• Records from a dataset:
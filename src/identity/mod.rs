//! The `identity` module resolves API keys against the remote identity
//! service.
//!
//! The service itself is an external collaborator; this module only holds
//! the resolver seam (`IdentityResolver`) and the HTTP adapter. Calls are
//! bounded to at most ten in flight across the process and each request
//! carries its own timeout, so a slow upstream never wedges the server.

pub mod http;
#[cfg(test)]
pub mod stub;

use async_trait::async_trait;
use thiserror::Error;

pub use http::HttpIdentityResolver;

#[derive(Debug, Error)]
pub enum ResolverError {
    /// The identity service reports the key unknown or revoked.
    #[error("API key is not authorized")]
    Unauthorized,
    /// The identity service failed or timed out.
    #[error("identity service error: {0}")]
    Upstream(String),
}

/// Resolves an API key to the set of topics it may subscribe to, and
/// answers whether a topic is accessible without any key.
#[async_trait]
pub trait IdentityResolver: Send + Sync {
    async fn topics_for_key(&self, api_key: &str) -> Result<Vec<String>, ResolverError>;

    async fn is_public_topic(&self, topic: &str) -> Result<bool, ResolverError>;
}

• What to work on: Print the line with "async fn is_public_topic(&self, topic: &str)" and every line after it in the entries above, exactly as written. Leave out all other lines.

• Problem solution:
    async fn is_public_topic(&self, topic: &str) -> Result<bool, ResolverError>;
}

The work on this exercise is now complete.